In 1965, the pro-independence movement, the South West Africa People's Organisation (SWAPO), began broadcasting a one-hour radio programme from Tanzania on short wave known as The Namibian Hour. It later started broadcasting from Zambia. In 1974, it was renamed Voice of Namibia. By 1986, it was broadcasting from Angola, Congo, Ethiopia, Madagascar and Zimbabwe, as well as from Tanzania and Zambia.

From SABC to SWABC

In May 1979 the SABC relinquished control of broadcasting services in the territory, and a new broadcaster was established in its place. This was known as the South West African Broadcasting Corporation (SWABC), in Afrikaans as Suidwes-Afrikaanse Uitsaaikorporasie (SWAUK), came into being. However, 70 per cent of the SWABC's technical personnel were on secondment from the SABC. In addition, a number of its programmes were prepared at the SABC's studios in Johannesburg before being dispatched to Windhoek for transmission.
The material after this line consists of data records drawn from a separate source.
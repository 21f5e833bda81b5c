// ============================================================================
// RTO API - Activity Stream Handlers
// File: crates/rto-api/src/handlers/activity_stream.rs
// ============================================================================
//! Hawk-authenticated feeds of bookings and PRAs for the data workspace.

use axum::{
    extract::{Query, State},
    http::{
        header::{AUTHORIZATION, CONTENT_TYPE, HOST},
        HeaderMap, HeaderValue, Method, StatusCode, Uri,
    },
    response::{IntoResponse, Response},
};
use chrono::Utc;
use rto_core::services::ActivityPage;
use rto_core::DomainError;
use rto_security::hawk::HawkArtifacts;
use rto_security::HawkRequest;
use serde::Deserialize;
use tracing::{error, warn};

use crate::error::ApiError;
use crate::state::AppState;

const JSON_CONTENT_TYPE: &str = "application/json";
const SERVER_AUTHORIZATION: &str = "server-authorization";

#[derive(Debug, Default, Deserialize)]
pub struct FeedQuery {
    pub cursor: Option<String>,
}

/// Splits the `Host` header into host and port. Without an explicit port the
/// scheme default applies, taking a TLS-terminating proxy into account.
fn host_and_port(headers: &HeaderMap) -> (String, u16) {
    let host = headers
        .get(HOST)
        .and_then(|v| v.to_str().ok())
        .unwrap_or_default();
    let default_port = match headers
        .get("x-forwarded-proto")
        .and_then(|v| v.to_str().ok())
    {
        Some(proto) if proto.eq_ignore_ascii_case("https") => 443,
        _ => 80,
    };

    match host.rsplit_once(':') {
        Some((name, port)) => match port.parse() {
            Ok(port) => (name.to_string(), port),
            Err(_) => (host.to_string(), default_port),
        },
        None => (host.to_string(), default_port),
    }
}

fn authenticate(
    state: &AppState,
    method: &Method,
    uri: &Uri,
    headers: &HeaderMap,
) -> Result<HawkArtifacts, ApiError> {
    let (host, port) = host_and_port(headers);
    let resource = uri
        .path_and_query()
        .map(|pq| pq.as_str())
        .unwrap_or_else(|| uri.path());
    let content_type = headers
        .get(CONTENT_TYPE)
        .and_then(|v| v.to_str().ok())
        .unwrap_or_default();

    let request = HawkRequest {
        method: method.as_str(),
        resource,
        host: &host,
        port,
        content_type,
        body: &[],
    };
    let authorization = headers.get(AUTHORIZATION).and_then(|v| v.to_str().ok());

    state
        .hawk
        .authenticate(authorization, &request, Utc::now().timestamp())
        .map_err(|e| {
            warn!("Activity stream request refused: {}", e);
            ApiError::Forbidden("Incorrect authentication credentials".to_string())
        })
}

/// Renders the page as a Collection and signs the response for the client.
fn signed_response(
    state: &AppState,
    artifacts: &HawkArtifacts,
    page: ActivityPage,
    path: &str,
) -> Result<Response, ApiError> {
    let collection = page.into_collection(&format!("{}{}", state.settings.base_url, path));
    let body = serde_json::to_vec(&collection)
        .map_err(|e| ApiError::InternalError(format!("activity stream serialization: {}", e)))?;

    let server_authorization = state
        .hawk
        .response_header(artifacts, JSON_CONTENT_TYPE, &body)
        .map_err(|e| ApiError::InternalError(e.to_string()))
        .and_then(|value| {
            HeaderValue::try_from(value).map_err(|e| ApiError::InternalError(e.to_string()))
        })
        .inspect_err(|e| error!("Failed to sign activity stream response: {}", e))?;

    Ok((
        StatusCode::OK,
        [
            (CONTENT_TYPE, HeaderValue::from_static(JSON_CONTENT_TYPE)),
            (
                axum::http::HeaderName::from_static(SERVER_AUTHORIZATION),
                server_authorization,
            ),
        ],
        body,
    )
        .into_response())
}

async fn feed<F, Fut>(
    state: AppState,
    method: Method,
    uri: Uri,
    headers: HeaderMap,
    query: FeedQuery,
    load: F,
) -> Result<Response, ApiError>
where
    F: FnOnce(AppState, Option<String>) -> Fut,
    Fut: std::future::Future<Output = Result<ActivityPage, DomainError>>,
{
    let artifacts = authenticate(&state, &method, &uri, &headers)?;
    let page = load(state.clone(), query.cursor).await?;
    signed_response(&state, &artifacts, page, uri.path())
}

/// GET /activity-stream/bookings
pub async fn bookings_feed(
    State(state): State<AppState>,
    method: Method,
    uri: Uri,
    headers: HeaderMap,
    Query(query): Query<FeedQuery>,
) -> Result<Response, ApiError> {
    feed(state, method, uri, headers, query, |state, cursor| async move {
        state.activity_stream.bookings_page(cursor.as_deref()).await
    })
    .await
}

/// GET /activity-stream/pras
pub async fn pras_feed(
    State(state): State<AppState>,
    method: Method,
    uri: Uri,
    headers: HeaderMap,
    Query(query): Query<FeedQuery>,
) -> Result<Response, ApiError> {
    feed(state, method, uri, headers, query, |state, cursor| async move {
        state.activity_stream.pras_page(cursor.as_deref()).await
    })
    .await
}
Under the authority of the South African-appointed Administrator General, the SWABC operated nine "ethnic" radio stations in English, Afrikaans, German, Owambo, Herero, Lozi, Tswana and Damara/Nama, with the national service broadcast only in English and Afrikaans. By March 1985, 85 per cent of the population had FM radio service over 31 transmitting stations.

The SWABC's television service was introduced in October 1981, serving 50 per cent of the population, via 11 transmitters. This comprised a mix of programming in English, Afrikaans and German, 90 per cent of which came from or via the SABC.  Programmes were shown locally a week after South Africa. The SWABC  received SABC TV programming (which it recorded, edited and rebroadcast) first by using a microwave link, and later via an Intelsat satellite link.
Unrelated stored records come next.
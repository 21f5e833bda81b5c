//! Multi-step form state kept in the user's session between requests.

pub mod booking_wizard;
pub mod pra_wizard;

pub use booking_wizard::{BookingStep, BookingWizard};
pub use pra_wizard::{PraStep, PraWizard};

use serde::de::DeserializeOwned;
use serde::Serialize;

/// State of one wizard, stored as a single JSON value under `SESSION_KEY`.
pub trait WizardState: Serialize + DeserializeOwned + Default {
    const SESSION_KEY: &'static str;
}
However, Walvis Bay, an enclave of South Africa in Namibia until 1994, received the SABC's TV1 on a low-power transmitter, which was broadcast live via Intelsat from 1986.

Transition to independence 
During the transition to independence in 1989, the SWABC was accused by the United Nations Transition Assistance Group (UNTAG) of bias in its news coverage, portraying the pro-independence SWAPO party as well as UNTAG in a negative light, while being uncritical of press releases from the Administrator General's office, the police force, and anti-SWAPO parties. It was accused of particular bias towards the Democratic Turnhalle Alliance, with disproportionate coverage given to its press conferences and rallies.

In addition, in July 1989, the Administrator General was given three times as much airtime on SWABC TV as UNTAG. However, while the SWABC had offered UNTAG five minutes of radio airtime daily and ten-minute television slot in May 1989, UNTAG was unable to produce adequate broadcasts and failed to benefit from its allotted airtime until late June.

Post-independence

Following independence in 1990, the new government made the decision to make English the sole language on NBC television, while the existing English-language national radio service was made the main channel for news, sport, public affairs and other programmes. Three months after independence, NBC television began broadcasting entirely in English, while broadcasting hours for radio services in other languages were reduced.

Under the pre-independence agreements, most SWABC staff were able to keep their jobs at the new broadcaster, but they were joined by SWAPO journalists who had previously worked for the Voice of Namibia, leading to accusations of bias and favouritism from both sides.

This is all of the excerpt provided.